Lilly is listed as the sponsor of 86 clinical trials currently enrolling patients, including 30 in Phase 3, according to ClinicalTrials.gov. Another 78 studies are active but no longer recruiting patients.

BIO, the industry trade group, is still collecting information from member companies, but two significant challenges to conducting clinical trials in the current environment have emerged: Missing or delayed data collection from ongoing clinical trials, particularly at hospital sites overwhelmed by Covid-19 cases; and difficulties getting new clinical trials up and running because patients are reluctant to enroll or unable to visit hospitals, said Cartier Esham, BIO’s senior vice president of science and regulatory affairs.

It’s impossible to know how many clinical trials will be affected adversely by the coronavirus outbreak, but STAT’s search of the BioMedTracker database found 120 Phase 3 clinical trials being conducted by biotech and pharma companies with market values greater than $300 million. All of these clinical trials were expected to announce top-line results before the end of the year.

The search includes some closely followed drugs with blockbuster projections: The asthma medicine tezepelumab from Amgen and AstraZeneca; Agios Pharma’s rare disease treatment mitapivat; Bristol-Myers Squibb’s ozanimod; the heart failure drug omecamtiv mecarbil from Amgen and Cytokinetics; and fitusiran, a hemophilia therapy from Sanofi and Alnylam Pharma, among others.

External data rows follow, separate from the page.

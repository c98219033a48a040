//! Data models for Ribbon
//!
//! Defines the bookmark record and the ordered collection that holds them.
//! The serialized form is a JSON array of `{title, url, dateAdded}` objects.

use std::fmt;

use chrono::{DateTime, SecondsFormat, SubsecRound, Utc};
use serde::{Deserialize, Deserializer, Serialize, Serializer};
use url::Url;

use crate::error::{Field, ValidationError};

/// A saved bookmark
#[derive(Debug, Clone, Serialize, Deserialize, PartialEq, Eq)]
pub struct Bookmark {
    /// Display title, stored as typed (never escaped)
    pub title: String,
    /// Absolute URL with an explicit http(s) scheme
    pub url: String,
    /// When this bookmark was added
    #[serde(rename = "dateAdded")]
    pub date_added: Timestamp,
}

impl Bookmark {
    /// Create a bookmark stamped with the current time
    ///
    /// Inputs are taken as-is; use `Bookmark::parse` for user input.
    pub fn new(title: impl Into<String>, url: impl Into<String>) -> Self {
        Self::with_date(title, url, Utc::now())
    }

    /// Create a bookmark with a specific timestamp
    ///
    /// The timestamp is truncated to milliseconds, the precision it is stored at.
    pub fn with_date(
        title: impl Into<String>,
        url: impl Into<String>,
        date_added: DateTime<Utc>,
    ) -> Self {
        Self {
            title: title.into(),
            url: url.into(),
            date_added: Timestamp::from_datetime(date_added),
        }
    }

    /// Validate and normalize raw user input into a new bookmark
    pub fn parse(title: &str, raw_url: &str) -> Result<Self, ValidationError> {
        let title = title.trim();
        let raw_url = raw_url.trim();

        if title.is_empty() {
            return Err(ValidationError::EmptyField {
                field: Field::Title,
            });
        }
        if raw_url.is_empty() {
            return Err(ValidationError::EmptyField { field: Field::Url });
        }

        let url = normalize_url(raw_url);
        check_url(&url)?;

        Ok(Self::new(title, url))
    }

    /// Check the record invariants (non-empty title, absolute http(s) url)
    pub fn validate(&self) -> Result<(), ValidationError> {
        if self.title.trim().is_empty() {
            return Err(ValidationError::EmptyField {
                field: Field::Title,
            });
        }
        if self.url.trim().is_empty() {
            return Err(ValidationError::EmptyField { field: Field::Url });
        }
        if !has_http_scheme(&self.url) {
            return Err(ValidationError::InvalidUrl {
                url: self.url.clone(),
                source: url::ParseError::RelativeUrlWithoutBase,
            });
        }
        check_url(&self.url)
    }

    /// Case-insensitive substring match against title or url
    ///
    /// `needle` must already be lowercased.
    pub(crate) fn matches_lowercase(&self, needle: &str) -> bool {
        needle.is_empty()
            || self.title.to_lowercase().contains(needle)
            || self.url.to_lowercase().contains(needle)
    }
}

/// Prepend `https://` unless the url already starts with `http://` or `https://`
///
/// The scheme check ignores case; the input is otherwise left untouched.
pub fn normalize_url(raw: &str) -> String {
    if has_http_scheme(raw) {
        raw.to_string()
    } else {
        format!("https://{}", raw)
    }
}

fn has_http_scheme(url: &str) -> bool {
    let starts_with = |prefix: &str| {
        url.get(..prefix.len())
            .is_some_and(|head| head.eq_ignore_ascii_case(prefix))
    };
    starts_with("http://") || starts_with("https://")
}

fn check_url(url: &str) -> Result<(), ValidationError> {
    Url::parse(url)
        .map(|_| ())
        .map_err(|source| ValidationError::InvalidUrl {
            url: url.to_string(),
            source,
        })
}

/// Ordered bookmark sequence, newest first
///
/// Position is the only addressing mechanism: an index is valid for exactly
/// the sequence state it was computed from.
#[derive(Debug, Clone, Default, Serialize, Deserialize, PartialEq, Eq)]
#[serde(transparent)]
pub struct BookmarkCollection {
    items: Vec<Bookmark>,
}

impl BookmarkCollection {
    /// Create an empty collection
    pub fn new() -> Self {
        Self::default()
    }

    /// Parse the persisted JSON representation
    pub fn from_json(json: &str) -> Result<Self, serde_json::Error> {
        serde_json::from_str(json)
    }

    /// Serialize to the persisted JSON representation
    pub fn to_json(&self) -> Result<String, serde_json::Error> {
        serde_json::to_string(self)
    }

    pub fn len(&self) -> usize {
        self.items.len()
    }

    pub fn is_empty(&self) -> bool {
        self.items.is_empty()
    }

    pub fn get(&self, index: usize) -> Option<&Bookmark> {
        self.items.get(index)
    }

    pub fn iter(&self) -> std::slice::Iter<'_, Bookmark> {
        self.items.iter()
    }

    pub fn as_slice(&self) -> &[Bookmark] {
        &self.items
    }

    /// Insert at position 0
    pub fn prepend(&mut self, bookmark: Bookmark) {
        self.items.insert(0, bookmark);
    }

    /// Insert at a position (used to undo a removal)
    ///
    /// Panics if `index > len`, like `Vec::insert`.
    pub(crate) fn insert(&mut self, index: usize, bookmark: Bookmark) {
        self.items.insert(index, bookmark);
    }

    /// Remove and return the element at `index`, if it exists
    pub fn remove(&mut self, index: usize) -> Option<Bookmark> {
        if index < self.items.len() {
            Some(self.items.remove(index))
        } else {
            None
        }
    }

    /// Remove the first element (used to undo a prepend)
    pub(crate) fn pop_front(&mut self) -> Option<Bookmark> {
        self.remove(0)
    }
}

impl From<Vec<Bookmark>> for BookmarkCollection {
    fn from(items: Vec<Bookmark>) -> Self {
        Self { items }
    }
}

impl From<BookmarkCollection> for Vec<Bookmark> {
    fn from(collection: BookmarkCollection) -> Self {
        collection.items
    }
}

impl<'a> IntoIterator for &'a BookmarkCollection {
    type Item = &'a Bookmark;
    type IntoIter = std::slice::Iter<'a, Bookmark>;

    fn into_iter(self) -> Self::IntoIter {
        self.items.iter()
    }
}

/// Creation time of a bookmark
///
/// New timestamps are truncated to milliseconds and written as ISO-8601 with
/// a `Z` suffix. A loaded timestamp keeps the exact text it was read from, so
/// saving never rewrites it.
#[derive(Debug, Clone, PartialEq, Eq)]
pub struct Timestamp {
    instant: DateTime<Utc>,
    text: String,
}

impl Timestamp {
    pub fn now() -> Self {
        Self::from_datetime(Utc::now())
    }

    pub fn from_datetime(date: DateTime<Utc>) -> Self {
        let instant = date.trunc_subsecs(3);
        Self {
            instant,
            text: instant.to_rfc3339_opts(SecondsFormat::Millis, true),
        }
    }

    /// Parse an RFC 3339 timestamp, keeping the input text
    pub fn parse(text: &str) -> Result<Self, chrono::ParseError> {
        let instant = DateTime::parse_from_rfc3339(text)?.with_timezone(&Utc);
        Ok(Self {
            instant,
            text: text.to_string(),
        })
    }

    pub fn as_datetime(&self) -> DateTime<Utc> {
        self.instant
    }

    /// The persisted text
    pub fn as_str(&self) -> &str {
        &self.text
    }
}

impl fmt::Display for Timestamp {
    fn fmt(&self, f: &mut fmt::Formatter<'_>) -> fmt::Result {
        f.write_str(&self.text)
    }
}

impl Serialize for Timestamp {
    fn serialize<S: Serializer>(&self, serializer: S) -> Result<S::Ok, S::Error> {
        serializer.serialize_str(&self.text)
    }
}

impl<'de> Deserialize<'de> for Timestamp {
    fn deserialize<D: Deserializer<'de>>(deserializer: D) -> Result<Self, D::Error> {
        let raw = String::deserialize(deserializer)?;
        Timestamp::parse(&raw).map_err(serde::de::Error::custom)
    }
}

#[cfg(test)]
mod tests {
    use super::*;
    use chrono::TimeZone;

    #[test]
    fn test_parse_prepends_https() {
        let bookmark = Bookmark::parse("Example", "example.com").unwrap();
        assert_eq!(bookmark.url, "https://example.com");
        assert_eq!(bookmark.title, "Example");
    }

    #[test]
    fn test_parse_keeps_existing_scheme() {
        let http = Bookmark::parse("Plain", "http://example.com/a").unwrap();
        assert_eq!(http.url, "http://example.com/a");

        let upper = Bookmark::parse("Shouty", "HTTPS://Example.com").unwrap();
        assert_eq!(upper.url, "HTTPS://Example.com");
    }

    #[test]
    fn test_parse_trims_input() {
        let bookmark = Bookmark::parse("  Rust  ", "  rust-lang.org ").unwrap();
        assert_eq!(bookmark.title, "Rust");
        assert_eq!(bookmark.url, "https://rust-lang.org");
    }

    #[test]
    fn test_parse_empty_fields() {
        assert_eq!(
            Bookmark::parse("", "x.com").unwrap_err(),
            ValidationError::EmptyField {
                field: Field::Title
            }
        );
        assert_eq!(
            Bookmark::parse("Title", "   ").unwrap_err(),
            ValidationError::EmptyField { field: Field::Url }
        );
    }

    #[test]
    fn test_parse_invalid_url() {
        let err = Bookmark::parse("Broken", "exa mple.com").unwrap_err();
        assert!(matches!(err, ValidationError::InvalidUrl { .. }));

        let err = Bookmark::parse("No host", "https://").unwrap_err();
        assert!(matches!(err, ValidationError::InvalidUrl { .. }));
    }

    #[test]
    fn test_normalize_url() {
        assert_eq!(normalize_url("example.com"), "https://example.com");
        assert_eq!(normalize_url("http://a.io"), "http://a.io");
        assert_eq!(normalize_url("HtTp://a.io"), "HtTp://a.io");
        assert_eq!(normalize_url("ftp://a.io"), "https://ftp://a.io");
        assert_eq!(normalize_url("é"), "https://é");
    }

    #[test]
    fn test_validate() {
        let good = Bookmark::new("Example", "https://example.com");
        assert!(good.validate().is_ok());

        let no_title = Bookmark::new(" ", "https://example.com");
        assert!(no_title.validate().is_err());

        let no_scheme = Bookmark::new("Example", "example.com");
        assert!(no_scheme.validate().is_err());

        let other_scheme = Bookmark::new("Mail", "mailto:someone@example.com");
        assert!(other_scheme.validate().is_err());
    }

    #[test]
    fn test_timestamp_truncated_to_millis() {
        let date = Utc.with_ymd_and_hms(2024, 5, 1, 12, 0, 0).unwrap()
            + chrono::Duration::nanoseconds(123_456_789);
        let bookmark = Bookmark::with_date("T", "https://t.io", date);
        assert_eq!(
            bookmark.date_added.as_datetime().timestamp_subsec_nanos(),
            123_000_000
        );
    }

    #[test]
    fn test_serialized_field_names() {
        let date = Utc.with_ymd_and_hms(2024, 5, 1, 12, 0, 0).unwrap();
        let bookmark = Bookmark::with_date("Example", "https://example.com", date);
        let json = serde_json::to_string(&bookmark).unwrap();
        assert_eq!(
            json,
            r#"{"title":"Example","url":"https://example.com","dateAdded":"2024-05-01T12:00:00.000Z"}"#
        );
    }

    #[test]
    fn test_deserialize_browser_timestamp() {
        let json = r#"[{"title":"A","url":"https://a.io","dateAdded":"2023-11-02T08:15:30.250Z"}]"#;
        let collection = BookmarkCollection::from_json(json).unwrap();
        assert_eq!(collection.len(), 1);
        let date = collection.get(0).unwrap().date_added.as_datetime();
        assert_eq!(date.timestamp_subsec_millis(), 250);
        assert_eq!(collection.to_json().unwrap(), json);
    }

    #[test]
    fn test_loaded_timestamp_text_is_preserved() {
        let json = r#"[{"title":"A","url":"https://a.io","dateAdded":"2024-01-01T02:00:00.123456+02:00"}]"#;
        let collection = BookmarkCollection::from_json(json).unwrap();

        let stamp = &collection.get(0).unwrap().date_added;
        assert_eq!(
            stamp.as_datetime(),
            Utc.with_ymd_and_hms(2024, 1, 1, 0, 0, 0).unwrap()
                + chrono::Duration::microseconds(123_456)
        );
        assert_eq!(stamp.as_str(), "2024-01-01T02:00:00.123456+02:00");
        assert_eq!(collection.to_json().unwrap(), json);
    }

    #[test]
    fn test_deserialize_rejects_bad_timestamp() {
        let json = r#"[{"title":"A","url":"https://a.io","dateAdded":"yesterday"}]"#;
        assert!(BookmarkCollection::from_json(json).is_err());
    }

    #[test]
    fn test_collection_prepend_and_remove() {
        let mut collection = BookmarkCollection::new();
        collection.prepend(Bookmark::new("first", "https://1.io"));
        collection.prepend(Bookmark::new("second", "https://2.io"));

        assert_eq!(collection.len(), 2);
        assert_eq!(collection.get(0).unwrap().title, "second");

        assert!(collection.remove(5).is_none());
        let removed = collection.remove(0).unwrap();
        assert_eq!(removed.title, "second");
        assert_eq!(collection.get(0).unwrap().title, "first");
    }

    #[test]
    fn test_matches_lowercase() {
        let bookmark = Bookmark::new("Rust Book", "https://doc.rust-lang.org/book");
        assert!(bookmark.matches_lowercase(""));
        assert!(bookmark.matches_lowercase("rust book"));
        assert!(bookmark.matches_lowercase("lang.org"));
        assert!(!bookmark.matches_lowercase("python"));
    }
}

STAT also queried the same database to look at mid-stage, or Phase 2, clinical trials, some of which could also serve as the basis for FDA submissions. The search found 160 such studies with data readouts planned for this year.

Sunday’s night’s suspension of filgotinib studies affects ongoing Phase 3 studies in Crohn’s disease and psoriatic arthritis, plus an additional five mid-stage studies. A Phase 3 study in Crohn’s disease has already completed enrollment and should therefore still read out results during the second quarter, Galapagos said.

Filgotinib is already under review in the U.S. and Europe as a potential new treatment for rheumatoid arthritis.

Bristol-Myers Squibb is expecting an FDA approval decision on ozanimod in multiple sclerosis on Wednesday, but a Phase 3 study in ulcerative colitis is still enrolling patients. Bristol has eight Phase 3 studies underway with results expected this year, including two studies of its closely followed psoriasis drug BMS-986165.

AstraZeneca is conducting 12 Phase 3 studies currently, including studies involving its checkpoint inhibitor Imfinzi that have all completed enrollment. Several studies of the asthma treatment candidate tezepelumab, partnered with Amgen, are expected to read out in the second half of the year.

With hospitals diverting resources to care for Covid-19 patients, gene and cell therapies that require extended hospital visits to prepare or receive treatment will almost certainly be interrupted in some way. This could slow the development of CRISPR-based treatments for rare diseases from CRISPR Therapeutics, Vertex Pharma and Editas Medicine, among others. Likewise, the impact might be felt by developers of gene therapies like Roche, Pfizer and Sarepta Therapeutics.